Ничто не могло сильнее тронуть их человечность. Они поспешили к берегу моря и рассеялись по обоим побережьям залива. Я уже отправил свой второй баркас под командованием мсье де Клонара на восток, где тот, кто имел счастье спастись, скорее всего выбрался бы на берег — хотя это и было против всех вероятий, чтобы кто-то мог выжить. Мсье де Лангль отправился на западный берег, чтобы посетить другие возможные места, а я остался на борту, возглавив охрану двух кораблей, с достаточным количеством солдат, чтобы не опасаться дикарей, с которыми благоразумие велело нам всегда быть начеку.

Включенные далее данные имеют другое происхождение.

//! Dual-search orchestrator: query processing, parallel retrieval, fusion
//!
//! A query flows through three phases. Phase A turns free text into
//! entities, terms, and an embedding (falling back to heuristics when a
//! port misbehaves). Phase B runs exact label lookup, vector similarity,
//! and a shallow PPR traversal concurrently; each source absorbs its own
//! failure into a diagnostic. Phase C fuses per-URI scores linearly and
//! ranks. The envelope always comes back; cancellation and an empty query
//! are the only terminal failures.

use super::cache::ResponseCache;
use super::fusion::Fuser;
use super::query::{
    confidence, expand_terms, extraction_prompt, heuristic_entities, parse_entity_array,
    truncate_for_embedding, QueryAnalysis,
};
use super::types::{Diagnostic, SearchEnvelope, SearchSource, SourceHit};
use crate::cancel::CancelToken;
use crate::config::SearchConfig;
use crate::error::{EngineError, EngineResult, ErrorKind};
use crate::graph::{Graph, Uri};
use crate::ports::{EmbeddingPort, LlmOptions, LlmPort};
use crate::ppr::{personalized_pagerank, PprOptions};
use crate::rdf::TripleQueries;
use crate::vector::VectorIndex;
use std::sync::Arc;
use std::time::{Duration, Instant};
use tokio::time::timeout;
use tracing::{debug, warn};
use uuid::Uuid;

/// Candidates kept per entity name during URI resolution
const NAME_RESOLUTION_LIMIT: usize = 5;

/// The query orchestrator
///
/// Owns handles to its collaborators; everything is injected at
/// construction and never mutated afterwards.
pub struct DualSearch {
    triples: Arc<dyn TripleQueries>,
    llm: Arc<dyn LlmPort>,
    embedder: Arc<dyn EmbeddingPort>,
    vectors: Arc<VectorIndex>,
    config: SearchConfig,
    ppr_options: PprOptions,
    cache: ResponseCache,
}

impl DualSearch {
    /// Build an orchestrator. The configuration is validated here; missing
    /// or non-positive fusion weights are rejected.
    pub fn new(
        triples: Arc<dyn TripleQueries>,
        llm: Arc<dyn LlmPort>,
        embedder: Arc<dyn EmbeddingPort>,
        vectors: Arc<VectorIndex>,
        config: SearchConfig,
    ) -> EngineResult<Self> {
        config.validate()?;
        let cache = ResponseCache::new(
            config.cache_capacity,
            Duration::from_secs(config.cache_ttl_secs),
        );
        Ok(Self {
            triples,
            llm,
            embedder,
            vectors,
            config,
            ppr_options: PprOptions::shallow(),
            cache,
        })
    }

    /// Override the traversal depth (interactive queries default shallow).
    pub fn with_ppr_options(mut self, options: PprOptions) -> Self {
        self.ppr_options = options;
        self
    }

    fn budget(&self) -> QueryBudget {
        QueryBudget {
            started: Instant::now(),
            total: Duration::from_millis(self.config.query_deadline_ms),
            port: Duration::from_millis(self.config.port_deadline_ms),
        }
    }

    /// Answer a free-text query with a fused, ranked result envelope.
    pub async fn search(&self, query: &str, cancel: &CancelToken) -> SearchEnvelope {
        let started = Instant::now();
        let trimmed = query.trim();
        if trimmed.is_empty() {
            return SearchEnvelope::failed(query, ErrorKind::InvalidInput, "empty query");
        }

        let key = ResponseCache::key_for(trimmed);
        if let Some(cached) = self.cache.get(&key) {
            debug!(query = trimmed, "response cache hit");
            return cached;
        }
        if cancel.is_cancelled() {
            return SearchEnvelope::failed(trimmed, ErrorKind::Cancelled, "query cancelled");
        }
        let budget = self.budget();

        // Phase A
        let analysis = match self.analyze(trimmed, &budget, cancel).await {
            Ok(analysis) => analysis,
            Err(err) => return SearchEnvelope::failed(trimmed, err.kind(), err.to_string()),
        };

        // Phase B: fan out, gather all, succeed-partial
        let (exact, vector, ppr) = tokio::join!(
            self.exact_search(&analysis, &budget, cancel),
            self.vector_search(&analysis),
            self.ppr_search(&analysis, &budget, cancel),
        );
        if cancel.is_cancelled() {
            return SearchEnvelope::failed(trimmed, ErrorKind::Cancelled, "query cancelled");
        }

        // Phase C
        let weights = &self.config.weights;
        let mut fuser = Fuser::new();
        let mut diagnostics = Vec::new();
        let mut sources_used = Vec::new();
        for (source, weight, outcome) in [
            (SearchSource::ExactMatch, weights.exact, exact),
            (SearchSource::VectorSimilarity, weights.vector, vector),
            (SearchSource::PprTraversal, weights.ppr, ppr),
        ] {
            match outcome {
                Ok(hits) => {
                    if !hits.is_empty() {
                        sources_used.push(source);
                    }
                    fuser.add(source, weight, &hits);
                }
                Err(err) => {
                    warn!(source = source.as_str(), %err, "retrieval source failed");
                    diagnostics.push(Diagnostic {
                        source,
                        kind: err.kind(),
                        message: err.to_string(),
                    });
                }
            }
        }

        let envelope = SearchEnvelope {
            success: true,
            query_id: Uuid::new_v4(),
            query: trimmed.to_string(),
            results: fuser.rank(),
            sources_used,
            diagnostics,
            confidence: analysis.confidence,
            elapsed_ms: started.elapsed().as_millis() as u64,
            error: None,
        };
        self.cache.insert(key, envelope.clone());
        envelope
    }

    /// Phase A: entities via the LLM (heuristic fallback), embedding via
    /// the embedding port (absent on failure), expansion, confidence.
    async fn analyze(
        &self,
        query: &str,
        budget: &QueryBudget,
        cancel: &CancelToken,
    ) -> EngineResult<QueryAnalysis> {
        cancel.checkpoint()?;

        let max = self.config.max_query_entities;
        let llm_options = LlmOptions {
            max_tokens: Some(256),
            temperature: Some(0.0),
        };
        let prompt = extraction_prompt(query);
        let window = budget.port_window().ok_or(EngineError::Timeout(budget.total))?;
        let mut entities = match timeout(
            window,
            self.llm.generate_response(&prompt, "", &llm_options),
        )
        .await
        {
            Ok(Ok(text)) => parse_entity_array(&text).unwrap_or_else(|| {
                debug!("unparseable entity response, falling back to heuristic");
                heuristic_entities(query, max)
            }),
            Ok(Err(err)) => {
                debug!(%err, "entity extraction failed, falling back to heuristic");
                heuristic_entities(query, max)
            }
            Err(_) => {
                debug!("entity extraction timed out, falling back to heuristic");
                heuristic_entities(query, max)
            }
        };
        entities.truncate(max);

        cancel.checkpoint()?;
        let window = budget.port_window().ok_or(EngineError::Timeout(budget.total))?;
        let embedding = match timeout(
            window,
            self.embedder.generate_embedding(truncate_for_embedding(query)),
        )
        .await
        {
            Ok(Ok(vector)) => Some(vector),
            Ok(Err(err)) => {
                debug!(%err, "embedding failed, proceeding without");
                None
            }
            Err(_) => {
                debug!("embedding timed out, proceeding without");
                None
            }
        };

        let terms = if self.config.expand_terms {
            expand_terms(&entities)
        } else {
            entities.clone()
        };
        let expansion_grew = terms.len() > entities.len();
        let confidence = confidence(entities.len(), embedding.is_some(), expansion_grew);

        Ok(QueryAnalysis {
            entities,
            terms,
            embedding,
            confidence,
        })
    }

    /// Exact label lookup; every match scores 1.0.
    async fn exact_search(
        &self,
        analysis: &QueryAnalysis,
        budget: &QueryBudget,
        cancel: &CancelToken,
    ) -> EngineResult<Vec<SourceHit>> {
        if analysis.terms.is_empty() {
            return Ok(Vec::new());
        }
        cancel.checkpoint()?;

        let window = budget.port_window().ok_or(EngineError::Timeout(budget.total))?;
        let matches = timeout(
            window,
            self.triples
                .label_search(&analysis.terms, &self.config.exact_kinds),
        )
        .await
        .map_err(|_| EngineError::Timeout(window))?
        .map_err(|e| EngineError::dependency("triple_store", e))?;

        Ok(matches
            .into_iter()
            .map(|m| SourceHit {
                uri: m.uri,
                kind: m.kind,
                content: m.content,
                score: 1.0,
            })
            .collect())
    }

    /// Typed vector similarity above the configured threshold. Purely
    /// in-memory; never suspends.
    async fn vector_search(&self, analysis: &QueryAnalysis) -> EngineResult<Vec<SourceHit>> {
        let Some(embedding) = &analysis.embedding else {
            return Ok(Vec::new());
        };

        let grouped = self.vectors.search_by_kinds(
            embedding,
            &self.config.vector_kinds,
            self.config.vector_k,
        )?;
        let mut hits: Vec<SourceHit> = grouped
            .into_values()
            .flatten()
            .filter(|hit| hit.similarity >= self.config.similarity_threshold)
            .map(|hit| SourceHit {
                uri: hit.uri,
                kind: hit.kind,
                content: hit.content,
                score: hit.similarity as f64,
            })
            .collect();
        hits.sort_by(|a, b| {
            b.score
                .partial_cmp(&a.score)
                .unwrap_or(std::cmp::Ordering::Equal)
                .then_with(|| a.uri.cmp(&b.uri))
        });
        Ok(hits)
    }

    /// Resolve entity names to URIs, pull their neighbourhood, and rank it
    /// with a shallow personalized PageRank.
    async fn ppr_search(
        &self,
        analysis: &QueryAnalysis,
        budget: &QueryBudget,
        cancel: &CancelToken,
    ) -> EngineResult<Vec<SourceHit>> {
        if analysis.entities.is_empty() {
            return Ok(Vec::new());
        }
        cancel.checkpoint()?;

        let window = budget.port_window().ok_or(EngineError::Timeout(budget.total))?;
        let resolved = timeout(
            window,
            self.triples
                .resolve_names(&analysis.entities, NAME_RESOLUTION_LIMIT),
        )
        .await
        .map_err(|_| EngineError::Timeout(window))?
        .map_err(|e| EngineError::dependency("triple_store", e))?;

        // Entry points in entity order so runs are reproducible
        let mut entry_points: Vec<Uri> = Vec::new();
        for name in &analysis.entities {
            for candidate in resolved.get(name).into_iter().flatten() {
                if !entry_points.contains(&candidate.uri) {
                    entry_points.push(candidate.uri.clone());
                }
            }
        }
        if entry_points.is_empty() {
            return Ok(Vec::new());
        }

        cancel.checkpoint()?;
        let window = budget.port_window().ok_or(EngineError::Timeout(budget.total))?;
        let triples = timeout(window, self.triples.neighborhood(&entry_points))
            .await
            .map_err(|_| EngineError::Timeout(window))?
            .map_err(|e| EngineError::dependency("triple_store", e))?;

        let graph = Graph::build(&triples, true);
        let result = personalized_pagerank(&graph, &entry_points, &self.ppr_options, cancel)?;

        Ok(result
            .ranked
            .iter()
            .map(|node| SourceHit {
                uri: node.uri.clone(),
                kind: node.kind,
                content: graph
                    .node_index(&node.uri)
                    .and_then(|i| graph.node(i).content.clone()),
                score: node.score,
            })
            .collect())
    }
}

/// Remaining time budget for one query
#[derive(Debug, Clone, Copy)]
struct QueryBudget {
    started: Instant,
    total: Duration,
    port: Duration,
}

impl QueryBudget {
    /// Window for the next port call: the smaller of the per-port deadline
    /// and what is left of the query budget. `None` once the budget is
    /// spent, which the caller reports as `Timeout`.
    fn port_window(&self) -> Option<Duration> {
        let remaining = self.total.checked_sub(self.started.elapsed())?;
        if remaining.is_zero() {
            return None;
        }
        Some(remaining.min(self.port))
    }
}

impl std::fmt::Debug for DualSearch {
    fn fmt(&self, f: &mut std::fmt::Formatter<'_>) -> std::fmt::Result {
        f.debug_struct("DualSearch")
            .field("config", &self.config)
            .field("cached_responses", &self.cache.len())
            .finish()
    }
}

Почти все офицеры и многие другие лица сопровождали мсье де Лангля и Клонара. Они прошли три лье вдоль берега, где, впрочем, никаких обломков найдено не было. Я все же продолжал питать слабую надежду. Разум с трудом свыкался со столь резким переходом из приятного состояния в глубокое горе. Однако возвращение наших шлюпок разрушило эту иллюзию и повергло меня в столь сильную печаль, что любые слова смогли бы выразить ее лишь самым несовершенным образом. Я привожу здесь отчет мсье Бутена. Он был другом мсье Д’Эскюра, и мы с ним согласны во мнении о неосторожности этого офицера.
Отчет мсье Бутена
«13 июля в пять часов пятьдесят минут утра я отошел от борта „Буссоли” в ялике. Я получил приказ последовать за мсье Д’Эскюром, который командовал нашим баркасом. Мсье де Маршенвиль, командир баркаса „Астролябии”, должен был присоединиться к нам. Письменные инструкции, полученные мсье Д’Эскюром от мсье де Лаперуза и зачитанные мне, предписывали ему: использовать эти три шлюпки для промеривания глубин в бухте; нанести в определенных местах показания лота на карту, врученную ему; промерить глубины в проливе, если море будет спокойным, и измерить его ширину. Однако ему было недвусмысленно запрещено подвергать шлюпки, подчиняющиеся его приказам, малейшей опасности и приближаться к проливу, если там будут буруны или волнение.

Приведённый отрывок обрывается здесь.